**What the task requires**
Copy the data below in full, exactly as it appears.

**Data**
========

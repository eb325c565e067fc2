use unicode_segmentation::UnicodeSegmentation;

use super::tokenize::normalize;

/// Splits text into trimmed, non-empty sentences (UAX #29 sentence bounds).
pub fn split_sentences(text: &str) -> Vec<String> {
    normalize(text)
        .unicode_sentences()
        .map(str::trim)
        .filter(|sentence| !sentence.is_empty())
        .map(str::to_string)
        .collect()
}

#[cfg(test)]
mod tests {
    use super::*;

    #[test]
    fn test_split_sentences() {
        let sentences = split_sentences(
            "Researchers unveiled a model. It beats benchmarks by 20%!   Is it safe?",
        );
        assert_eq!(
            sentences,
            vec![
                "Researchers unveiled a model.",
                "It beats benchmarks by 20%!",
                "Is it safe?"
            ]
        );
    }

    #[test]
    fn test_split_empty() {
        assert!(split_sentences("   ").is_empty());
    }
}
pub mod analysis;
pub mod article;
pub mod config;
pub mod dedup;
pub mod environment;
pub mod llm;
pub mod logging;
pub mod output;
pub mod pipeline;
pub mod prompt;
pub mod ranking;
pub mod record;
pub mod sentiment;
pub mod synthesis;
pub mod text;
pub mod topic;
pub mod vector;

use async_openai::{config::OpenAIConfig, Client as OpenAIClient};
use ollama_rs::Ollama;

pub const TARGET_PIPELINE: &str = "pipeline";
pub const TARGET_CLUSTER: &str = "cluster";
pub const TARGET_LLM_REQUEST: &str = "llm_request";

#[derive(Clone, Debug)]
pub enum LLMClient {
    Ollama(Ollama),
    OpenAI(OpenAIClient<OpenAIConfig>),
}

#[derive(Clone)]
pub struct LLMParams {
    pub llm_client: LLMClient,
    pub model: String,
    pub temperature: f32,
}

pub use article::Article;
pub use config::{PipelineConfig, RelevanceWeights, SynthesisConfig};
pub use llm::{completer_from_env, LlmCompleter, NullCompleter, TextCompleter};
pub use pipeline::{Pipeline, PipelineOutput};
pub use record::{ArticleRecord, SectionProvenance, SourceTopicRef};
pub use topic::{Polarity, SentimentSummary, Topic, TopicSkeleton};
//! Per-topic enrichment: sentiment, relevance, title, keywords and summary.

pub mod keywords;
pub mod relevance;
pub mod summary;
pub mod title;

pub use keywords::extract_keywords;
pub use relevance::{relevance_breakdown, RelevanceBreakdown};
pub use summary::build_summary;
pub use title::{clean_title, suggest_title, FALLBACK_TITLE};

use chrono::{DateTime, Utc};
use tracing::debug;

use crate::article::Article;
use crate::config::PipelineConfig;
use crate::sentiment::polarity_scores;
use crate::topic::{Polarity, SentimentSummary, Topic, TopicSkeleton};
use crate::TARGET_PIPELINE;

/// Enriches a skeleton into a full topic. `now` anchors recency scoring.
pub fn analyze(skeleton: TopicSkeleton, config: &PipelineConfig, now: DateTime<Utc>) -> Topic {
    let TopicSkeleton {
        id,
        member_articles,
        dominant_terms,
    } = skeleton;

    let sentiment = aggregate_sentiment(&member_articles);
    let breakdown = relevance_breakdown(&member_articles, &sentiment, config, now);
    if breakdown.undated > 0 {
        debug!(
            target: TARGET_PIPELINE,
            "Topic {}: {} of {} articles lack a usable timestamp, treated as current",
            id,
            breakdown.undated,
            member_articles.len()
        );
    }
    let relevance_score = breakdown.score(config);

    let suggested_title = suggest_title(&member_articles, &dominant_terms);
    let keywords = extract_keywords(&member_articles, &dominant_terms);
    let summary = build_summary(&member_articles, &dominant_terms);

    debug!(
        target: TARGET_PIPELINE,
        "Topic {} '{}': {} articles, relevance {:.3}, sentiment {}",
        id,
        suggested_title,
        member_articles.len(),
        relevance_score,
        sentiment.overall
    );

    Topic {
        id,
        article_count: member_articles.len(),
        member_articles,
        dominant_terms,
        sentiment,
        relevance_score,
        suggested_title,
        keywords,
        summary,
        undated_members: breakdown.undated,
    }
}

/// Averages polarity scores of every member's "title. summary" text.
pub fn aggregate_sentiment(members: &[Article]) -> SentimentSummary {
    if members.is_empty() {
        return SentimentSummary::default();
    }

    let mut totals = [0.0; 4];
    for article in members {
        let scores = polarity_scores(&article.sentiment_text());
        totals[0] += scores.compound;
        totals[1] += scores.positive;
        totals[2] += scores.negative;
        totals[3] += scores.neutral;
    }

    let count = members.len() as f64;
    let compound = totals[0] / count;
    SentimentSummary {
        compound,
        positive: totals[1] / count,
        negative: totals[2] / count,
        neutral: totals[3] / count,
        overall: Polarity::from_compound(compound),
    }
}
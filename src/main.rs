use anyhow::{bail, Context, Result};
use chrono::Utc;
use clap::Parser;
use std::fs;
use std::path::PathBuf;
use std::sync::Arc;
use tracing::info;

use topic_forge::logging::configure_logging;
use topic_forge::output::{save_articles, save_processed_topics};
use topic_forge::{
    completer_from_env, Article, NullCompleter, Pipeline, PipelineConfig, TextCompleter,
    TARGET_PIPELINE,
};

#[derive(Parser, Debug)]
#[command(author, version, about = "Cluster news articles into topics and draft an article per topic", long_about = None)]
struct Args {
    /// JSON array of input articles
    #[arg(short, long)]
    input: PathBuf,

    /// JSON pipeline configuration; defaults apply to missing fields
    #[arg(short, long)]
    config: Option<PathBuf>,

    /// Directory for generated articles and processed topics
    #[arg(short, long, default_value = "output")]
    output_dir: PathBuf,

    /// Seed for title and meta-description template choice
    #[arg(short, long)]
    seed: Option<u64>,

    /// Build every section extractively, without a language model
    #[arg(long)]
    no_llm: bool,

    /// Also write daily-rolling logs to this directory
    #[arg(long)]
    log_dir: Option<PathBuf>,
}

#[tokio::main]
async fn main() -> Result<()> {
    let args = Args::parse();
    configure_logging(args.log_dir.as_deref());

    let mut config = PipelineConfig::load(args.config.as_deref())?;
    if args.seed.is_some() {
        config.synthesis.template_seed = args.seed;
    }

    let raw = fs::read_to_string(&args.input)
        .with_context(|| format!("Failed to read {}", args.input.display()))?;
    let articles: Vec<Article> = serde_json::from_str(&raw)
        .with_context(|| format!("Failed to parse articles from {}", args.input.display()))?;
    info!(target: TARGET_PIPELINE, "Loaded {} articles from {}", articles.len(), args.input.display());

    let completer: Arc<dyn TextCompleter> = if args.no_llm {
        Arc::new(NullCompleter)
    } else {
        completer_from_env()
    };

    let pipeline = Pipeline::new(config, completer)?;
    let started = Utc::now();
    let output = pipeline.run_at(&articles, started).await;

    if output.articles.is_empty() {
        bail!(
            "No topics reached the relevance threshold of {}",
            pipeline.config().min_topic_relevance
        );
    }

    for (rank, record) in output.articles.iter().enumerate() {
        println!(
            "{}. {} [{} | {} | {} articles]",
            rank + 1,
            record.title,
            record.template_used,
            record.category,
            record.source_topic.article_count
        );
        for warning in &record.warnings {
            println!("   warning: {}", warning);
        }
    }

    save_processed_topics(&args.output_dir, &output.topics, started)?;
    let path = save_articles(&args.output_dir, &output.articles, started)?;
    println!("Saved {} articles to {}", output.articles.len(), path.display());

    Ok(())
}
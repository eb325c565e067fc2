//! Text utilities shared by every pipeline stage.

mod sentences;
mod stopwords;
mod tokenize;

pub use sentences::split_sentences;
pub use stopwords::is_stop_word;
pub use tokenize::{capitalized_tokens, frequent_terms, normalize, tokenize, word_tokens};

========

**Response to the exercise**
repository eb325c565e067fc2
use unicode_segmentation::UnicodeSegmentation;

use super::tokenize::normalize;

/// Splits text into trimmed, non-empty sentences (UAX #29 sentence bounds).
pub fn split_sentences(text: &str) -> Vec<String> {
    normalize(text)
        .unicode_sentences()
        .map(str::trim)
        .filter(|sentence| !sentence.is_empty())
        .map(str::to_string)
        .collect()
}

#[cfg(test)]
mod tests {
    use super::*;

    #[test]
    fn test_split_sentences() {
        let sentences = split_sentences(
            "Researchers unveiled a model. It beats benchmarks by 20%!   Is it safe?",
        );
        assert_eq!(
            sentences,
            vec![
                "Researchers unveiled a model.",
                "It beats benchmarks by 20%!",
                "Is it safe?"
            ]
        );
    }

    #[test]
    fn test_split_empty() {
        assert!(split_sentences("   ").is_empty());
    }
}
pub mod analysis;
pub mod article;
pub mod config;
pub mod dedup;
pub mod environment;
pub mod llm;
pub mod logging;
pub mod output;
pub mod pipeline;
pub mod prompt;
pub mod ranking;
pub mod record;
pub mod sentiment;
pub mod synthesis;
pub mod text;
pub mod topic;
pub mod vector;

use async_openai::{config::OpenAIConfig, Client as OpenAIClient};
use ollama_rs::Ollama;

pub const TARGET_PIPELINE: &str = "pipeline";
pub const TARGET_CLUSTER: &str = "cluster";
pub const TARGET_LLM_REQUEST: &str = "llm_request";

#[derive(Clone, Debug)]
pub enum LLMClient {
    Ollama(Ollama),
    OpenAI(OpenAIClient<OpenAIConfig>),
}

#[derive(Clone)]
pub struct LLMParams {
    pub llm_client: LLMClient,
    pub model: String,
    pub temperature: f32,
}

pub use article::Article;
pub use config::{PipelineConfig, RelevanceWeights, SynthesisConfig};
pub use llm::{completer_from_env, LlmCompleter, NullCompleter, TextCompleter};
pub use pipeline::{Pipeline, PipelineOutput};
pub use record::{ArticleRecord, SectionProvenance, SourceTopicRef};
pub use topic::{Polarity, SentimentSummary, Topic, TopicSkeleton};
//! Per-topic enrichment: sentiment, relevance, title, keywords and summary.

pub mod keywords;
pub mod relevance;
pub mod summary;
pub mod title;

pub use keywords::extract_keywords;
pub use relevance::{relevance_breakdown, RelevanceBreakdown};
pub use summary::build_summary;
pub use title::{clean_title, suggest_title, FALLBACK_TITLE};

use chrono::{DateTime, Utc};
use tracing::debug;

use crate::article::Article;
use crate::config::PipelineConfig;
use crate::sentiment::polarity_scores;
use crate::topic::{Polarity, SentimentSummary, Topic, TopicSkeleton};
use crate::TARGET_PIPELINE;

/// Enriches a skeleton into a full topic. `now` anchors recency scoring.
pub fn analyze(skeleton: TopicSkeleton, config: &PipelineConfig, now: DateTime<Utc>) -> Topic {
    let TopicSkeleton {
        id,
        member_articles,
        dominant_terms,
    } = skeleton;

    let sentiment = aggregate_sentiment(&member_articles);
    let breakdown = relevance_breakdown(&member_articles, &sentiment, config, now);
    if breakdown.undated > 0 {
        debug!(
            target: TARGET_PIPELINE,
            "Topic {}: {} of {} articles lack a usable timestamp, treated as current",
            id,
            breakdown.undated,
            member_articles.len()
        );
    }
    let relevance_score = breakdown.score(config);

    let suggested_title = suggest_title(&member_articles, &dominant_terms);
    let keywords = extract_keywords(&member_articles, &dominant_terms);
    let summary = build_summary(&member_articles, &dominant_terms);

    debug!(
        target: TARGET_PIPELINE,
        "Topic {} '{}': {} articles, relevance {:.3}, sentiment {}",
        id,
        suggested_title,
        member_articles.len(),
        relevance_score,
        sentiment.overall
    );

    Topic {
        id,
        article_count: member_articles.len(),
        member_articles,
        dominant_terms,
        sentiment,
        relevance_score,
        suggested_title,
        keywords,
        summary,
        undated_members: breakdown.undated,
    }
}

/// Averages polarity scores of every member's "title. summary" text.
pub fn aggregate_sentiment(members: &[Article]) -> SentimentSummary {
    if members.is_empty() {
        return SentimentSummary::default();
    }

    let mut totals = [0.0; 4];
    for article in members {
        let scores = polarity_scores(&article.sentiment_text());
        totals[0] += scores.compound;
        totals[1] += scores.positive;
        totals[2] += scores.negative;
        totals[3] += scores.neutral;
    }

    let count = members.len() as f64;
    let compound = totals[0] / count;
    SentimentSummary {
        compound,
        positive: totals[1] / count,
        negative: totals[2] / count,
        neutral: totals[3] / count,
        overall: Polarity::from_compound(compound),
    }
}
filename src/main.rs
use anyhow::{bail, Context, Result};
use chrono::Utc;
use clap::Parser;
use std::fs;
use std::path::PathBuf;
use std::sync::Arc;
use tracing::info;

use topic_forge::logging::configure_logging;
use topic_forge::output::{save_articles, save_processed_topics};
use topic_forge::{
    completer_from_env, Article, NullCompleter, Pipeline, PipelineConfig, TextCompleter,
    TARGET_PIPELINE,
};

#[derive(Parser, Debug)]
#[command(author, version, about = "Cluster news articles into topics and draft an article per topic", long_about = None)]
struct Args {
    /// JSON array of input articles
    #[arg(short, long)]
    input: PathBuf,

    /// JSON pipeline configuration; defaults apply to missing fields
    #[arg(short, long)]
    config: Option<PathBuf>,

    /// Directory for generated articles and processed topics
    #[arg(short, long, default_value = "output")]
    output_dir: PathBuf,

    /// Seed for title and meta-description template choice
    #[arg(short, long)]
    seed: Option<u64>,

    /// Build every section extractively, without a language model
    #[arg(long)]
    no_llm: bool,

    /// Also write daily-rolling logs to this directory
    #[arg(long)]
    log_dir: Option<PathBuf>,
}

#[tokio::main]
async fn main() -> Result<()> {
    let args = Args::parse();
    configure_logging(args.log_dir.as_deref());

    let mut config = PipelineConfig::load(args.config.as_deref())?;
    if args.seed.is_some() {
        config.synthesis.template_seed = args.seed;
    }

    let raw = fs::read_to_string(&args.input)
        .with_context(|| format!("Failed to read {}", args.input.display()))?;
    let articles: Vec<Article> = serde_json::from_str(&raw)
        .with_context(|| format!("Failed to parse articles from {}", args.input.display()))?;
    info!(target: TARGET_PIPELINE, "Loaded {} articles from {}", articles.len(), args.input.display());

    let completer: Arc<dyn TextCompleter> = if args.no_llm {
        Arc::new(NullCompleter)
    } else {
        completer_from_env()
    };

    let pipeline = Pipeline::new(config, completer)?;
    let started = Utc::now();
    let output = pipeline.run_at(&articles, started).await;

    if output.articles.is_empty() {
        bail!(
            "No topics reached the relevance threshold of {}",
            pipeline.config().min_topic_relevance
        );
    }

    for (rank, record) in output.articles.iter().enumerate() {
        println!(
            "{}. {} [{} | {} | {} articles]",
            rank + 1,
            record.title,
            record.template_used,
            record.category,
            record.source_topic.article_count
        );
        for warning in &record.warnings {
            println!("   warning: {}", warning);
        }
    }

    save_processed_topics(&args.output_dir, &output.topics, started)?;
    let path = save_articles(&args.output_dir, &output.articles, started)?;
    println!("Saved {} articles to {}", output.articles.len(), path.display());

    Ok(())
}
repository eb325c565e067fc2
//! Text utilities shared by every pipeline stage.

mod sentences;
mod stopwords;
mod tokenize;

pub use sentences::split_sentences;
pub use stopwords::is_stop_word;
pub use tokenize::{capitalized_tokens, frequent_terms, normalize, tokenize, word_tokens};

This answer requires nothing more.